On September 11, 2002, petitioner filed a complaint with the Ohio Department of Job and Family Services, Bureau of Civil Rights alleging that CSB discriminated against her by removing her child because of petitioner's disability and economic status. A Final Report was issued on January 16, 2003 finding that no probable cause existed that discrimination occurred in the removal of petitioner's child based on her disability and economic status. A no probable cause letter was issued on January 22, 2003. ( Id. Ex. C).
On April 15, 2005, petitioner filed a Complaint for Money Damages and Other Relief in the Summit County Court of Common Pleas against respondents arising out of the placement of the minor in the permanent custody of CSB. This action was a refiling of a previously voluntarily dismissed action filed on November 22, 2004. ( Id. Ex. D).
On March 10, 2005, petitioner filed the Petition for Writ of Habeas Corpus now pending before this Court. Petitioner asserts that the minor is being unlawfully detained because petitioner was not given a fair hearing in the Summit County Juvenile Court during the June 2002 permanent custody trial.
This matter is now before the Court upon respondents' Motion for Summary Judgment.
Standard of Review
Summary Judgment is appropriate when no genuine issues of material fact exist and the moving party is entitled to judgment as a matter of law. Celotex Corp. v. Catrett, 477 U.S. 317, 322-23 (1986) (citing Fed.R.Civ.P. 56(c)); see also LaPointe v. UAW, Local 600, 8 F.3d 376, 378 (6th Cir. 1993). The burden of showing the absence of any such genuine issues of material facts rests with the moving party:
[A] party seeking summary judgment always bears the initial responsibility of informing the district court of the basis for its motion, and identifying those portions of "the pleadings, depositions, answers to interrogatories, and admissions on file, together with affidavits," if any, which it believes demonstrates the absence of a genuine issue of material fact.Celotex, 477 U.S. at 323 (citing Fed.R.Civ.P. 56(c)). A fact is "material only if its resolution will affect the outcome of the lawsuit." Anderson v. Liberty Lobby, 477 U.S. 242, 248 (1986).

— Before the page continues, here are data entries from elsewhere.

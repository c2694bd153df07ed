// git-mux: Multi-Repository Branch Multiplexer
//
// SPDX-FileCopyrightText: 2026 Romeo Ahmed
// SPDX-License-Identifier: GPL-3.0-or-later

//! Shared branch-status store.
//!
//! ```text
//! data.url --clone/pull--> ~/.git-mux-data/branches.json
//!                                |
//!                 load --> BranchDocument --> mutate
//!                                |
//!            save: write (atomic) --> add --> commit --> push
//! ```
//!
//! Callers hold the process lock from `sync` through `save`.
//!
//! ```json
//! [
//!   { "name": "feature/checkout-icon", "status": "active", "components": ["api", "web"] },
//!   { "name": "feature/old-nav", "status": "retired", "components": ["web"] }
//! ]
//! ```


use std::collections::BTreeSet;
use std::io::Write;
use std::path::{Path, PathBuf};
use std::sync::Arc;
use std::time::{Duration, Instant};

use serde::{Deserialize, Serialize};
use tempfile::NamedTempFile;
use tracing::{debug, info};

use crate::config::types::DataConfig;
use crate::error::{GitError, MuxResult, StoreError};
use crate::git::GitBackend;

/// Document file inside the data repository.
pub const DOCUMENT_FILE: &str = "branches.json";

/// Lifecycle flag of a shared branch.
#[derive(Debug, Clone, Copy, Default, PartialEq, Eq, Serialize, Deserialize)]
#[serde(rename_all = "lowercase")]
pub enum BranchStatus {
    #[default]
    Active,
    Retired,
}

impl std::fmt::Display for BranchStatus {
    fn fmt(&self, f: &mut std::fmt::Formatter<'_>) -> std::fmt::Result {
        f.write_str(match self {
            Self::Active => "active",
            Self::Retired => "retired",
        })
    }
}

#[derive(Debug, Clone, PartialEq, Eq, Serialize, Deserialize)]
pub struct BranchRecord {
    pub name: String,
    #[serde(default)]
    pub status: BranchStatus,
    #[serde(default)]
    pub components: BTreeSet<String>,
}

/// All shared branch records, sorted by name.
#[derive(Debug, Clone, Default, PartialEq, Eq, Serialize, Deserialize)]
#[serde(transparent)]
pub struct BranchDocument {
    records: Vec<BranchRecord>,
}

impl BranchDocument {
    #[must_use]
    pub fn records(&self) -> &[BranchRecord] {
        &self.records
    }

    #[must_use]
    pub fn find(&self, name: &str) -> Option<&BranchRecord> {
        self.records.iter().find(|r| r.name == name)
    }

    #[must_use]
    pub fn status_of(&self, name: &str) -> Option<BranchStatus> {
        self.find(name).map(|r| r.status)
    }

    #[must_use]
    pub fn is_retired(&self, name: &str) -> bool {
        self.status_of(name) == Some(BranchStatus::Retired)
    }

    /// Record for `name`, created active if missing.
    pub fn upsert(&mut self, name: &str) -> &mut BranchRecord {
        let index = match self.records.binary_search_by(|r| r.name.as_str().cmp(name)) {
            Ok(i) => i,
            Err(i) => {
                self.records.insert(
                    i,
                    BranchRecord {
                        name: name.to_string(),
                        status: BranchStatus::Active,
                        components: BTreeSet::new(),
                    },
                );
                i
            }
        };
        &mut self.records[index]
    }

    fn normalize(&mut self) {
        self.records.sort_by(|a, b| a.name.cmp(&b.name));
        self.records.dedup_by(|a, b| a.name == b.name);
    }
}

/// Local clone of the shared data repository.
pub struct DataStore {
    url: Option<String>,
    dir: PathBuf,
    remote: String,
    git: Arc<dyn GitBackend>,
    min_pull_interval: Duration,
    last_pull: Option<Instant>,
}

impl DataStore {
    #[must_use]
    pub fn new(
        config: &DataConfig,
        dir: impl Into<PathBuf>,
        remote: impl Into<String>,
        git: Arc<dyn GitBackend>,
    ) -> Self {
        Self {
            url: config.url.clone(),
            dir: dir.into(),
            remote: remote.into(),
            git,
            min_pull_interval: Duration::from_secs(config.min_pull_interval_secs),
            last_pull: None,
        }
    }

    #[must_use]
    pub const fn is_configured(&self) -> bool {
        self.url.is_some()
    }

    #[must_use]
    pub fn document_path(&self) -> PathBuf {
        self.dir.join(DOCUMENT_FILE)
    }

    /// Clone the data repository, or pull it unless pulled recently.
    ///
    /// # Errors
    ///
    /// Returns `StoreError::NotConfigured` without `data.url`, or a
    /// `GitError` if clone or pull fails.
    pub fn sync(&mut self) -> MuxResult<()> {
        let url = self.url.as_deref().ok_or(StoreError::NotConfigured)?;

        if !self.git.is_working_copy(&self.dir) {
            info!(%url, dir = %self.dir.display(), "cloning shared data repository");
            if let Some(parent) = self.dir.parent() {
                std::fs::create_dir_all(parent)?;
            }
            self.git.clone_repo(url, &self.dir)?;
            self.last_pull = Some(Instant::now());
            return Ok(());
        }

        if self
            .last_pull
            .is_some_and(|at| at.elapsed() < self.min_pull_interval)
        {
            debug!("shared data pulled recently, skipping");
            return Ok(());
        }

        let output = self.git.pull(&self.dir, &["--ff-only", "-q"])?;
        if !output.success() {
            return Err(GitError::CommandFailed {
                command: "git pull --ff-only".to_string(),
                message: output.failure_message("pull failed"),
            }
            .into());
        }
        self.last_pull = Some(Instant::now());
        Ok(())
    }

    /// Read the document; a missing file is an empty document.
    ///
    /// # Errors
    ///
    /// Returns `StoreError::Parse` for malformed JSON.
    pub fn load(&self) -> MuxResult<BranchDocument> {
        let path = self.document_path();
        let content = match std::fs::read_to_string(&path) {
            Ok(content) => content,
            Err(e) if e.kind() == std::io::ErrorKind::NotFound => return Ok(BranchDocument::default()),
            Err(e) => return Err(e.into()),
        };
        if content.trim().is_empty() {
            return Ok(BranchDocument::default());
        }
        let mut document: BranchDocument =
            serde_json::from_str(&content).map_err(|source| StoreError::Parse { path, source })?;
        document.normalize();
        Ok(document)
    }

    /// Write, commit and push the document.
    ///
    /// # Errors
    ///
    /// Returns `StoreError::Write` if the file cannot be written, or a
    /// `GitError` if commit or push fails.
    pub fn save(&self, document: &BranchDocument, message: &str) -> MuxResult<()> {
        let json = serde_json::to_string_pretty(document).map_err(StoreError::Serialize)?;
        self.write_atomic(&self.document_path(), &json)?;

        self.git.add(&self.dir, &[DOCUMENT_FILE])?;
        self.git.commit(&self.dir, message)?;
        let output = self.git.push(&self.dir, &[&self.remote, "HEAD"])?;
        if !output.success() {
            return Err(GitError::CommandFailed {
                command: format!("git push {} HEAD", self.remote),
                message: output.failure_message("push failed"),
            }
            .into());
        }
        info!(%message, "shared branch data published");
        Ok(())
    }

    fn write_atomic(&self, path: &Path, content: &str) -> MuxResult<()> {
        let write_err = |source| StoreError::Write {
            path: path.to_path_buf(),
            source,
        };
        std::fs::create_dir_all(&self.dir).map_err(write_err)?;
        let mut file = NamedTempFile::new_in(&self.dir).map_err(write_err)?;
        file.write_all(content.as_bytes()).map_err(write_err)?;
        file.write_all(b"\n").map_err(write_err)?;
        file.persist(path).map_err(|e| write_err(e.error))?;
        Ok(())
    }
}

Once the moving party has satisfied its burden of proof, the burden then shifts to the nonmoving party. Federal Rule of Civil Procedure 56(e) provides:
When a motion for summary judgment is made and supported as provided in this rule, an adverse party may not rest upon the mere allegations or denials of [his] pleadings, but [his response], by affidavits or as otherwise provided in this rule, must set forth specific facts showing that there is genuine issue for trial. If he does not respond, summary judgment, if appropriate, shall be entered against him.
The court must afford all reasonable inferences and construe the evidence in the light most favorable to the nonmoving party. Cox v. Kentucky Dep't. of Transp., 53 F.3d 146, 150 (6th Cir. 1995) (citation omitted); see also United States v. Hodges X-Ray, Inc., 759 F.2d 557, 562 (6th Cir. 1985). However, the nonmoving party may not simply rely on its pleading, but must "produce evidence that results in a conflict of material fact to be solved by a jury." Cox, 53 F.3d at 150.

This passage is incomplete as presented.